Up to today, I had looked forward to my participation in this network. There appeared to be other government professionals and the chance to really discuss how we are moving forward in so many areas. This is the type of network I had been waiting for I thought. I had even met a woman from Australia who is planning a virtual event in Second Life that is more focused on my industry and very much looked forward to continuing a business relationship with her. However, today I received a message from the network's creator that the picture I used in my profile (which is of my Second Life avatar) was not acceptable to the other professionals, and I should instead use a real life photo.

Now, I have been visiting online forums, wikis, blogs, networks, etc, for quite some time as does my husband. They cover all topics and interests, and I have seen many different types of "avatars" or profile photos used by people. Not once have I ever heard that someone was told they had to use a real life photo. And the fact that someone who is trying to cultivate an online community that is focused on discussing and shaping the future is telling its members they have to use a real photo in order to be considered professional brings up many points for discussion.

First I want to point out that I completely understand the need to keep people from using photos that they would not show their mother, or using photos that are in direct opposition to the focus of the group (such as using a pro gun image on a gun control site). In my case, both of these issues did not apply.

So, one of the points is, how long are we going to insist on judging people based on how they physically look? I would have thought that the proliferation of online sites and discrimination suits was helping us move beyond that. I think this is a benefit of virtual worlds – everyone is judged only on their mind and their work. Not based on age, color, male/female, size, etc. Some people have said, well how do you really know they are who they say they are? I want to always ask, how do you know someone you just met on the street is who they say they are? They could be lying just as someone online could be lying. If I meet someone at an event, I don't ask to see their ID or call their employer to make sure they work there. I take their word. Why would we do otherwise online?

And anyway, in both cases, most people can be checked out through a quick search on Google. If you Google me, it appears there are two Pam Broviak people – one in Illinois (me) and one in Minnesota. If you are reading about a Pam Broviak who bowls and works in IT in Minnesota, that is not me. If you read about someone who is a registered professional engineer (which can be verified on the State of Illinois Web site) and who has written some articles, one of which was published in a book, and works at a city, that is me. All of this can be found online.

What I hesitate to put online is a real photo, although there are a few if you know specifically where to look. And here is a little story to tell you why: Last year we had some issues with our city Web site which eventually led me to a conversation with someone who made a very cryptic remark. He said something like, "I sure hope you don't have any photos of yourself or your family on the Internet." Then he went on to explain why and what people do with them. That was enough to make me more cautious about displaying myself all over the place for anyone to stumble across. And anyway, I spend all my time taking photos of my family and construction sites – this leaves little time to try to get my own photo taken. It is so much easier to use a representative picture.

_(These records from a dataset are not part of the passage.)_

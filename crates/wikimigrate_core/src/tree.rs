use std::collections::BTreeMap;
use std::fs;
use std::path::{Path, PathBuf};

use anyhow::{Context, Result, bail};
use log::warn;

use crate::sanitize::{confluence_title, decode_title, order_key, percent_decode};

pub const ATTACHMENTS_DIR_NAME: &str = ".attachments";
pub const ORDER_FILE_NAME: &str = ".order";

/// Rank assigned to pages the `.order` file doesn't mention; larger than any
/// explicit rank so unordered pages sort after ordered ones.
pub const UNORDERED_RANK: usize = usize::MAX / 2;

/// Directories that are never wiki content even though they may sit inside a
/// repo-hosted export. Dot-directories are excluded by the dotfile rule.
const EXCLUDED_DIR_NAMES: &[&str] = &["node_modules", "target", "bin", "obj"];

#[derive(Debug, Clone, Copy, PartialEq, Eq)]
pub enum PageKind {
    /// A Markdown file with no same-named sibling directory.
    Leaf,
    /// A directory with no same-named sibling Markdown file; contributes
    /// hierarchy but has no content of its own.
    Directory,
    /// A directory `Foo/` merged with a sibling `Foo.md`: the directory's
    /// children, the file's content.
    Merged,
}

#[derive(Debug, Clone)]
pub struct Page {
    /// Decoded, human-readable title. NameFixer may rewrite this in place.
    pub title: String,
    /// Raw filesystem-derived title, kept to regenerate stable paths.
    pub original_title: String,
    /// Backing Markdown file for Leaf/Merged, the directory itself for Directory.
    pub source_path: PathBuf,
    pub kind: PageKind,
    pub order: usize,
    pub children: Vec<Page>,
}

impl Page {
    /// Read this page's Markdown content. Directory pages have none; unreadable
    /// files degrade to empty content with a warning (the page still publishes).
    pub fn content(&self) -> String {
        if self.kind == PageKind::Directory {
            return String::new();
        }
        match fs::read_to_string(&self.source_path) {
            Ok(content) => content,
            Err(error) => {
                warn!(
                    "failed to read {} for page '{}': {error}; publishing with empty content",
                    self.source_path.display(),
                    self.title
                );
                String::new()
            }
        }
    }

    pub fn count(&self) -> usize {
        1 + self.children.iter().map(Page::count).sum::<usize>()
    }
}

#[derive(Debug, Clone)]
pub struct PageTree {
    pub root_dir: PathBuf,
    /// Root-level pages in publish order.
    pub pages: Vec<Page>,
    /// Every `.attachments` directory discovered during the walk; excluded from
    /// the publishable tree but retained for attachment discovery.
    pub attachment_dirs: Vec<PathBuf>,
}

impl PageTree {
    pub fn page_count(&self) -> usize {
        self.pages.iter().map(Page::count).sum()
    }

    /// Locate a page anywhere in the tree by decoded title (used by `--single`).
    pub fn find_page(&self, title: &str) -> Option<&Page> {
        fn find<'a>(pages: &'a [Page], title: &str) -> Option<&'a Page> {
            for page in pages {
                if page.title == title {
                    return Some(page);
                }
                if let Some(found) = find(&page.children, title) {
                    return Some(found);
                }
            }
            None
        }
        find(&self.pages, title)
    }

    /// Rewrite titles according to a fix map keyed by resolved Confluence
    /// title. Offline approximation for the local preview: every matching page
    /// is renamed, with no remote to decide which occurrence keeps its name.
    pub fn apply_fixes(&mut self, fixes: &BTreeMap<String, String>) {
        fn apply(pages: &mut [Page], fixes: &BTreeMap<String, String>) {
            for page in pages {
                if let Some(fixed) = fixes.get(&confluence_title(&page.title)) {
                    page.title = fixed.clone();
                }
                apply(&mut page.children, fixes);
            }
        }
        apply(&mut self.pages, fixes);
    }
}

/// Parse a wiki export directory into a page tree. A missing root directory is a
/// configuration error; individual unreadable entries are logged and skipped.
pub fn parse_tree(root_dir: &Path) -> Result<PageTree> {
    if !root_dir.is_dir() {
        bail!(
            "wiki root directory does not exist: {}\n\
             Check --wiki-dir / WIKI_ROOT_DIR / [wiki].root_dir.",
            root_dir.display()
        );
    }
    let mut attachment_dirs = Vec::new();
    let pages = parse_directory(root_dir, &mut attachment_dirs)?;
    Ok(PageTree {
        root_dir: root_dir.to_path_buf(),
        pages,
        attachment_dirs,
    })
}

fn parse_directory(dir: &Path, attachment_dirs: &mut Vec<PathBuf>) -> Result<Vec<Page>> {
    let entries = fs::read_dir(dir)
        .with_context(|| format!("failed to list wiki directory {}", dir.display()))?;

    let mut subdirs: BTreeMap<String, PathBuf> = BTreeMap::new();
    let mut markdown_files: BTreeMap<String, PathBuf> = BTreeMap::new();

    for entry in entries {
        let entry = match entry {
            Ok(entry) => entry,
            Err(error) => {
                warn!("skipping unreadable entry under {}: {error}", dir.display());
                continue;
            }
        };
        let name = entry.file_name().to_string_lossy().to_string();
        let path = entry.path();
        let is_dir = entry.file_type().is_ok_and(|file_type| file_type.is_dir());

        if name == ATTACHMENTS_DIR_NAME && is_dir {
            attachment_dirs.push(path);
            continue;
        }
        if name.starts_with('.') {
            continue;
        }
        if is_dir {
            if EXCLUDED_DIR_NAMES.contains(&name.as_str()) {
                continue;
            }
            subdirs.insert(name, path);
        } else if let Some(stem) = name.strip_suffix(".md") {
            markdown_files.insert(stem.to_string(), path);
        }
    }

    let ranks = read_order_ranks(dir);
    let mut pages = Vec::new();

    for (name, dir_path) in subdirs {
        let children = parse_directory(&dir_path, attachment_dirs)?;
        let (kind, source_path) = match markdown_files.remove(&name) {
            Some(file_path) => (PageKind::Merged, file_path),
            None => (PageKind::Directory, dir_path),
        };
        pages.push(Page {
            title: decode_title(&name),
            original_title: name.clone(),
            source_path,
            kind,
            order: rank_for(&ranks, &name),
            children,
        });
    }

    for (stem, file_path) in markdown_files {
        pages.push(Page {
            title: decode_title(&stem),
            original_title: stem.clone(),
            source_path: file_path,
            kind: PageKind::Leaf,
            order: rank_for(&ranks, &stem),
            children: Vec::new(),
        });
    }

    pages.sort_by(|left, right| {
        left.order
            .cmp(&right.order)
            .then_with(|| left.title.to_lowercase().cmp(&right.title.to_lowercase()))
    });
    Ok(pages)
}

/// Ranks from the directory's `.order` file, keyed by normalized title. The file
/// is a partial order: entries it lists come first, in file order.
fn read_order_ranks(dir: &Path) -> BTreeMap<String, usize> {
    let order_path = dir.join(ORDER_FILE_NAME);
    let mut ranks = BTreeMap::new();
    if !order_path.is_file() {
        return ranks;
    }
    let content = match fs::read_to_string(&order_path) {
        Ok(content) => content,
        Err(error) => {
            warn!("failed to read {}: {error}; ignoring ordering", order_path.display());
            return ranks;
        }
    };
    for (rank, line) in content.lines().enumerate() {
        let entry = percent_decode(line.trim());
        if entry.is_empty() {
            continue;
        }
        ranks.entry(order_key(&entry)).or_insert(rank);
    }
    ranks
}

fn rank_for(ranks: &BTreeMap<String, usize>, name: &str) -> usize {
    ranks
        .get(&order_key(&decode_title(name)))
        .copied()
        .unwrap_or(UNORDERED_RANK)
}

#[cfg(test)]
mod tests {
    use std::fs;
    use std::path::Path;

    use tempfile::tempdir;

    use super::{Page, PageKind, parse_tree};

    fn write_file(path: &Path, content: &str) {
        if let Some(parent) = path.parent() {
            fs::create_dir_all(parent).expect("create parent dir");
        }
        fs::write(path, content).expect("write file");
    }

    fn titles(pages: &[Page]) -> Vec<&str> {
        pages.iter().map(|page| page.title.as_str()).collect()
    }

    #[test]
    fn missing_root_is_fatal() {
        let error = parse_tree(Path::new("/nonexistent/wiki-export")).expect_err("must fail");
        assert!(error.to_string().contains("does not exist"));
    }

    #[test]
    fn order_file_ranks_listed_pages_first_then_alphabetical() {
        let temp = tempdir().expect("tempdir");
        let root = temp.path();
        write_file(&root.join("Alpha.md"), "a");
        write_file(&root.join("Beta.md"), "b");
        write_file(&root.join("Gamma.md"), "c");
        write_file(&root.join("Delta.md"), "d");
        // Partial order: only two of four pages listed.
        write_file(&root.join(".order"), "Gamma\nBeta\n");

        let tree = parse_tree(root).expect("parse");
        assert_eq!(titles(&tree.pages), vec!["Gamma", "Beta", "Alpha", "Delta"]);
    }

    #[test]
    fn order_entries_match_across_encodings() {
        let temp = tempdir().expect("tempdir");
        let root = temp.path();
        write_file(&root.join("Setup%20Guide.md"), "s");
        write_file(&root.join("Appendix.md"), "a");
        // The order file spells the title with a space, the filename percent-encodes it.
        write_file(&root.join(".order"), "Setup Guide\n");

        let tree = parse_tree(root).expect("parse");
        assert_eq!(titles(&tree.pages), vec!["Setup Guide", "Appendix"]);
    }

    #[test]
    fn directory_and_file_merge_into_one_page() {
        let temp = tempdir().expect("tempdir");
        let root = temp.path();
        write_file(&root.join("Foo.md"), "foo body");
        write_file(&root.join("Foo").join("Bar.md"), "bar body");

        let tree = parse_tree(root).expect("parse");
        assert_eq!(tree.pages.len(), 1);
        let foo = &tree.pages[0];
        assert_eq!(foo.title, "Foo");
        assert_eq!(foo.kind, PageKind::Merged);
        assert_eq!(foo.content(), "foo body");
        assert_eq!(titles(&foo.children), vec!["Bar"]);
        assert_eq!(foo.children[0].kind, PageKind::Leaf);
    }

    #[test]
    fn directory_without_file_has_empty_content() {
        let temp = tempdir().expect("tempdir");
        let root = temp.path();
        write_file(&root.join("Ops").join("Runbook.md"), "r");

        let tree = parse_tree(root).expect("parse");
        let ops = &tree.pages[0];
        assert_eq!(ops.kind, PageKind::Directory);
        assert_eq!(ops.content(), "");
    }

    #[test]
    fn attachments_dirs_are_captured_not_published() {
        let temp = tempdir().expect("tempdir");
        let root = temp.path();
        write_file(&root.join("Home.md"), "h");
        write_file(&root.join(".attachments").join("logo.png"), "png");
        write_file(
            &root.join("Guide").join(".attachments").join("pic.png"),
            "png",
        );
        write_file(&root.join("Guide").join("Install.md"), "i");

        let tree = parse_tree(root).expect("parse");
        assert_eq!(titles(&tree.pages), vec!["Guide", "Home"]);
        assert_eq!(tree.attachment_dirs.len(), 2);
    }

    #[test]
    fn dotfiles_and_build_dirs_are_excluded() {
        let temp = tempdir().expect("tempdir");
        let root = temp.path();
        write_file(&root.join("Home.md"), "h");
        write_file(&root.join(".git").join("config"), "");
        write_file(&root.join(".hidden.md"), "");
        write_file(&root.join("node_modules").join("Pkg.md"), "");
        write_file(&root.join("target").join("Out.md"), "");

        let tree = parse_tree(root).expect("parse");
        assert_eq!(titles(&tree.pages), vec!["Home"]);
    }

    #[test]
    fn titles_are_decoded_original_titles_kept_raw() {
        let temp = tempdir().expect("tempdir");
        let root = temp.path();
        write_file(&root.join("Release%20Notes.md"), "n");

        let tree = parse_tree(root).expect("parse");
        assert_eq!(tree.pages[0].title, "Release Notes");
        assert_eq!(tree.pages[0].original_title, "Release%20Notes");
    }

    #[test]
    fn find_page_searches_nested_children() {
        let temp = tempdir().expect("tempdir");
        let root = temp.path();
        write_file(&root.join("Guide").join("Install.md"), "i");

        let tree = parse_tree(root).expect("parse");
        assert!(tree.find_page("Install").is_some());
        assert!(tree.find_page("Missing").is_none());
        assert_eq!(tree.page_count(), 2);
    }

    #[test]
    fn apply_fixes_rewrites_titles_in_place() {
        let temp = tempdir().expect("tempdir");
        let root = temp.path();
        write_file(&root.join("Setup.md"), "s");

        let mut tree = parse_tree(root).expect("parse");
        let fixes = std::collections::BTreeMap::from([(
            "Setup".to_string(),
            "Atlas - Setup".to_string(),
        )]);
        tree.apply_fixes(&fixes);
        assert_eq!(tree.pages[0].title, "Atlas - Setup");
        assert_eq!(tree.pages[0].original_title, "Setup");
    }
}
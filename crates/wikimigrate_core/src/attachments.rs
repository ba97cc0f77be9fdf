use std::collections::BTreeMap;
use std::path::{Path, PathBuf};

use anyhow::{Context, Result};
use log::warn;
use walkdir::WalkDir;

use crate::sanitize::clean_file_name;

#[derive(Debug, Clone)]
pub struct AttachmentRecord {
    /// Raw filename on disk, possibly carrying GUID/size export artifacts.
    pub file_name: String,
    /// Canonical name content references resolve against.
    pub clean_file_name: String,
    pub path: PathBuf,
    pub size_bytes: u64,
    pub mime_type: &'static str,
}

impl AttachmentRecord {
    pub fn is_image(&self) -> bool {
        self.mime_type.starts_with("image/")
    }

    /// PDF and Word documents get an inline preview macro instead of an image.
    pub fn is_previewable_document(&self) -> bool {
        matches!(
            self.mime_type,
            "application/pdf"
                | "application/msword"
                | "application/vnd.openxmlformats-officedocument.wordprocessingml.document"
        )
    }
}

/// Index of every file under the wiki's `.attachments` directories, keyed by
/// clean filename. References in page content are inconsistent in raw form
/// (URL-encoded, size-annotated, GUID-suffixed) but resolve to one entry here.
#[derive(Debug, Clone, Default)]
pub struct AttachmentIndex {
    records: BTreeMap<String, AttachmentRecord>,
}

impl AttachmentIndex {
    /// Build the index from the attachment directories a tree walk discovered.
    /// The walk is sorted by path so clean-name collisions resolve
    /// deterministically (last write wins).
    pub fn build(attachment_dirs: &[PathBuf]) -> Result<Self> {
        let mut records = BTreeMap::new();
        for dir in attachment_dirs {
            for entry in WalkDir::new(dir).sort_by_file_name() {
                let entry = match entry {
                    Ok(entry) => entry,
                    Err(error) => {
                        warn!(
                            "skipping unreadable attachment entry under {}: {error}",
                            dir.display()
                        );
                        continue;
                    }
                };
                if !entry.file_type().is_file() {
                    continue;
                }
                let file_name = entry.file_name().to_string_lossy().to_string();
                let metadata = entry.metadata().with_context(|| {
                    format!("failed to stat attachment {}", entry.path().display())
                })?;
                let clean = clean_file_name(&file_name);
                records.insert(
                    clean.clone(),
                    AttachmentRecord {
                        file_name,
                        mime_type: mime_type_for(&clean),
                        clean_file_name: clean,
                        path: entry.path().to_path_buf(),
                        size_bytes: metadata.len(),
                    },
                );
            }
        }
        Ok(Self { records })
    }

    pub fn get(&self, clean_name: &str) -> Option<&AttachmentRecord> {
        self.records.get(clean_name)
    }

    pub fn len(&self) -> usize {
        self.records.len()
    }

    pub fn is_empty(&self) -> bool {
        self.records.is_empty()
    }
}

/// Clean name for an in-content reference, which may be a path.
pub fn reference_clean_name(reference: &str) -> String {
    let segment = reference
        .rsplit('/')
        .next()
        .unwrap_or(reference);
    clean_file_name(segment)
}

pub fn mime_type_for(file_name: &str) -> &'static str {
    let extension = Path::new(file_name)
        .extension()
        .map(|ext| ext.to_string_lossy().to_lowercase())
        .unwrap_or_default();
    match extension.as_str() {
        "png" => "image/png",
        "jpg" | "jpeg" => "image/jpeg",
        "gif" => "image/gif",
        "svg" => "image/svg+xml",
        "webp" => "image/webp",
        "bmp" => "image/bmp",
        "ico" => "image/x-icon",
        "pdf" => "application/pdf",
        "doc" => "application/msword",
        "docx" => "application/vnd.openxmlformats-officedocument.wordprocessingml.document",
        "xls" => "application/vnd.ms-excel",
        "xlsx" => "application/vnd.openxmlformats-officedocument.spreadsheetml.sheet",
        "ppt" => "application/vnd.ms-powerpoint",
        "pptx" => "application/vnd.openxmlformats-officedocument.presentationml.presentation",
        "txt" | "log" => "text/plain",
        "csv" => "text/csv",
        "json" => "application/json",
        "zip" => "application/zip",
        _ => "application/octet-stream",
    }
}

#[cfg(test)]
mod tests {
    use std::fs;
    use std::path::Path;

    use tempfile::tempdir;

    use super::{AttachmentIndex, mime_type_for, reference_clean_name};

    fn write_file(path: &Path, content: &[u8]) {
        if let Some(parent) = path.parent() {
            fs::create_dir_all(parent).expect("create parent dir");
        }
        fs::write(path, content).expect("write file");
    }

    #[test]
    fn builds_index_keyed_by_clean_name() {
        let temp = tempdir().expect("tempdir");
        let dir = temp.path().join(".attachments");
        write_file(&dir.join("logo.png=300x"), b"12345");
        write_file(
            &dir.join("photo-3fa85f64-5717-4562-b3fc-2c963f66afa6.jpg"),
            b"photo",
        );

        let index = AttachmentIndex::build(&[dir]).expect("build");
        assert_eq!(index.len(), 2);

        let logo = index.get("logo.png").expect("logo record");
        assert_eq!(logo.file_name, "logo.png=300x");
        assert_eq!(logo.size_bytes, 5);
        assert_eq!(logo.mime_type, "image/png");
        assert!(logo.is_image());

        let photo = index.get("photo.jpg").expect("photo record");
        assert_eq!(photo.mime_type, "image/jpeg");
    }

    #[test]
    fn recursive_scan_covers_nested_folders() {
        let temp = tempdir().expect("tempdir");
        let dir = temp.path().join(".attachments");
        write_file(&dir.join("nested").join("deep.pdf"), b"pdf");

        let index = AttachmentIndex::build(&[dir]).expect("build");
        let record = index.get("deep.pdf").expect("nested record");
        assert!(record.is_previewable_document());
    }

    #[test]
    fn clean_name_collisions_resolve_deterministically() {
        let temp = tempdir().expect("tempdir");
        let dir = temp.path().join(".attachments");
        // Both normalize to diagram.png; the later path in sorted walk order wins.
        write_file(&dir.join("diagram.png"), b"first");
        write_file(&dir.join("diagram.png%20%3D750x"), b"second!");

        let index = AttachmentIndex::build(&[dir.clone()]).expect("build");
        assert_eq!(index.len(), 1);
        let record = index.get("diagram.png").expect("record");
        assert_eq!(record.file_name, "diagram.png%20%3D750x");
        assert_eq!(record.size_bytes, 7);
    }

    #[test]
    fn raw_content_references_resolve_through_the_index() {
        let temp = tempdir().expect("tempdir");
        let dir = temp.path().join(".attachments");
        write_file(&dir.join("my%20file.png"), b"png");

        let index = AttachmentIndex::build(&[dir]).expect("build");
        assert!(index.get(&reference_clean_name("/.attachments/my%20file.png")).is_some());
        assert!(index.get(&reference_clean_name("my%20file.png")).is_some());
        assert!(index.get(&reference_clean_name("other.png")).is_none());
    }

    #[test]
    fn reference_clean_name_takes_final_segment() {
        assert_eq!(
            reference_clean_name("/.attachments/logo.png=300x"),
            "logo.png"
        );
        assert_eq!(reference_clean_name("plain.pdf"), "plain.pdf");
    }

    #[test]
    fn mime_type_defaults_to_octet_stream() {
        assert_eq!(mime_type_for("archive.tar.gz"), "application/octet-stream");
        assert_eq!(mime_type_for("noextension"), "application/octet-stream");
        assert_eq!(mime_type_for("report.DOCX"), "application/vnd.openxmlformats-officedocument.wordprocessingml.document");
    }
}
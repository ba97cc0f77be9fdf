use std::collections::{BTreeMap, BTreeSet};
use std::fs;
use std::path::Path;

use anyhow::{Context, Result};
use log::{info, warn};
use serde::{Deserialize, Serialize};

use crate::confluence::ConfluenceApi;
use crate::sanitize::confluence_title;
use crate::tree::{Page, PageTree};

#[derive(Debug, Clone, Copy, PartialEq, Eq, Serialize, Deserialize)]
#[serde(rename_all = "kebab-case")]
pub enum DuplicateReason {
    /// Two source pages resolve to the same Confluence title.
    DuplicateInSource,
    /// The target space already holds a page with this title.
    ExistsInTarget,
}

impl DuplicateReason {
    pub fn as_str(self) -> &'static str {
        match self {
            Self::DuplicateInSource => "duplicate-in-source",
            Self::ExistsInTarget => "exists-in-target",
        }
    }
}

#[derive(Debug, Clone, PartialEq, Serialize, Deserialize)]
pub struct DuplicateRecord {
    pub title: String,
    pub reason: DuplicateReason,
    pub path: String,
    #[serde(skip_serializing_if = "Option::is_none")]
    pub remote_id: Option<String>,
}

#[derive(Debug, Clone, Serialize)]
pub struct ValidateReport {
    pub pages_checked: usize,
    pub conflicts: Vec<DuplicateRecord>,
    pub request_count: usize,
}

#[derive(Debug, Clone, Serialize)]
pub struct FixReport {
    pub fixed: Vec<(String, String)>,
    pub already_fixed: usize,
}

/// Walk the tree and recompute the conflict set from scratch. A page's fixed
/// title (from the loaded fix map) takes over only when the raw title is taken,
/// either earlier in this walk or by an existing remote page; this is what lets
/// the first of two colliding pages keep its original name. The returned set
/// *replaces* any persisted queue, so stale records whose source page or target
/// conflict disappeared are pruned.
pub fn validate_tree<A: ConfluenceApi>(
    tree: &PageTree,
    fixes: &BTreeMap<String, String>,
    space_key: &str,
    api: &mut A,
) -> Result<ValidateReport> {
    let mut seen: BTreeSet<String> = BTreeSet::new();
    let mut conflicts = Vec::new();
    let mut pages_checked = 0usize;

    fn check_title<A: ConfluenceApi>(
        title: &str,
        space_key: &str,
        api: &mut A,
        seen: &BTreeSet<String>,
    ) -> Result<Collision> {
        if seen.contains(title) {
            return Ok(Collision::InSource);
        }
        match api.get_page_by_title(space_key, title)? {
            Some(remote) => Ok(Collision::InTarget(remote.id)),
            None => Ok(Collision::None),
        }
    }

    fn walk<A: ConfluenceApi>(
        pages: &[Page],
        fixes: &BTreeMap<String, String>,
        space_key: &str,
        api: &mut A,
        seen: &mut BTreeSet<String>,
        conflicts: &mut Vec<DuplicateRecord>,
        pages_checked: &mut usize,
    ) -> Result<()> {
        for page in pages {
            *pages_checked += 1;
            let mut title = confluence_title(&page.title);
            let mut collision = check_title(&title, space_key, api, seen)?;
            if collision != Collision::None
                && let Some(fixed) = fixes.get(&title)
            {
                title = confluence_title(fixed);
                collision = check_title(&title, space_key, api, seen)?;
            }
            seen.insert(title.clone());

            let path = page.source_path.display().to_string();
            match collision {
                Collision::None => {}
                Collision::InSource => {
                    warn!("duplicate source title '{title}' at {path}");
                    conflicts.push(DuplicateRecord {
                        title,
                        reason: DuplicateReason::DuplicateInSource,
                        path,
                        remote_id: None,
                    });
                }
                Collision::InTarget(remote_id) => {
                    warn!("title '{title}' already exists in space {space_key} (id {remote_id})");
                    conflicts.push(DuplicateRecord {
                        title,
                        reason: DuplicateReason::ExistsInTarget,
                        path,
                        remote_id: Some(remote_id),
                    });
                }
            }
            walk(&page.children, fixes, space_key, api, seen, conflicts, pages_checked)?;
        }
        Ok(())
    }

    walk(
        &tree.pages,
        fixes,
        space_key,
        api,
        &mut seen,
        &mut conflicts,
        &mut pages_checked,
    )?;

    info!("validated {pages_checked} pages, {} conflicts", conflicts.len());
    Ok(ValidateReport {
        pages_checked,
        conflicts,
        request_count: api.request_count(),
    })
}

#[derive(Debug, PartialEq, Eq)]
enum Collision {
    None,
    InSource,
    InTarget(String),
}

/// Derive non-colliding titles for every queued conflict by prefixing with
/// `{project_name} - `, merge them into the fix map, and clear the queue.
/// Idempotent: an already-prefixed title is recorded unchanged.
pub fn fix_names(
    queue: &[DuplicateRecord],
    fixes: &mut BTreeMap<String, String>,
    project_name: &str,
) -> FixReport {
    let prefix = format!("{project_name} - ");
    let mut fixed = Vec::new();
    let mut already_fixed = 0usize;

    for record in queue {
        if record.title.starts_with(&prefix) {
            already_fixed += 1;
            continue;
        }
        let new_title = format!("{prefix}{}", record.title);
        info!("renaming '{}' to '{new_title}'", record.title);
        fixes.insert(record.title.clone(), new_title.clone());
        fixed.push((record.title.clone(), new_title));
    }

    FixReport { fixed, already_fixed }
}

pub fn load_validation_state(path: &Path) -> Result<Vec<DuplicateRecord>> {
    if !path.exists() {
        return Ok(Vec::new());
    }
    let content = fs::read_to_string(path)
        .with_context(|| format!("failed to read {}", path.display()))?;
    serde_json::from_str(&content).with_context(|| format!("failed to parse {}", path.display()))
}

pub fn save_validation_state(path: &Path, records: &[DuplicateRecord]) -> Result<()> {
    let rendered =
        serde_json::to_string_pretty(records).context("failed to serialize validation state")?;
    fs::write(path, rendered).with_context(|| format!("failed to write {}", path.display()))
}

pub fn load_fixes(path: &Path) -> Result<BTreeMap<String, String>> {
    if !path.exists() {
        return Ok(BTreeMap::new());
    }
    let content = fs::read_to_string(path)
        .with_context(|| format!("failed to read {}", path.display()))?;
    serde_json::from_str(&content).with_context(|| format!("failed to parse {}", path.display()))
}

pub fn save_fixes(path: &Path, fixes: &BTreeMap<String, String>) -> Result<()> {
    let rendered = serde_json::to_string_pretty(fixes).context("failed to serialize fix map")?;
    fs::write(path, rendered).with_context(|| format!("failed to write {}", path.display()))
}
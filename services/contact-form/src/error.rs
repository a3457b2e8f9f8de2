// SPDX-License-Identifier: PMPL-1.0-or-later
//! Error types for the contact pipeline

use crate::mailer::MailerError;
use crate::validator::{SpamSignal, ValidationError};
use thiserror::Error;

/// Why a submission did not result in a sent notification.
#[derive(Debug, Error)]
pub enum ContactError {
    #[error("Bot detected: honeypot field filled")]
    BotDetected,

    #[error("Spam content detected: {0}")]
    SpamContentDetected(SpamSignal),

    #[error("Validation failed: {0}")]
    ValidationFailed(ValidationError),

    #[error("Delivery failed: {0}")]
    DeliveryFailed(#[from] MailerError),
}

impl ContactError {
    /// Label used for the outcome metric.
    pub fn outcome(&self) -> &'static str {
        match self {
            ContactError::BotDetected => "bot",
            ContactError::SpamContentDetected(_) => "spam",
            ContactError::ValidationFailed(_) => "invalid",
            ContactError::DeliveryFailed(_) => "send_failed",
        }
    }

    /// True for rejections that must not reveal the anti-spam logic.
    pub fn is_spam(&self) -> bool {
        matches!(
            self,
            ContactError::BotDetected | ContactError::SpamContentDetected(_)
        )
    }
}

/// Result type alias
pub type Result<T> = std::result::Result<T, ContactError>;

The next point I wonder about is do you need to use a real life photo to be considered professional? Obviously for me, I don't care what anyone uses as long as it is something they would show their mother – I try to judge people based on their work and efforts. However, it would be interesting to see the opinions of others.

There are many other discussion points that could come of this, but what amazed me most of all was that this group was advertising that its focus was on shaping the future; unfortunately the outcome of this was that I felt that my vision of the future would not be acceptable to or even considered by them so I ended up leaving the network. And anyway, I can always talk to Martin in Second Life.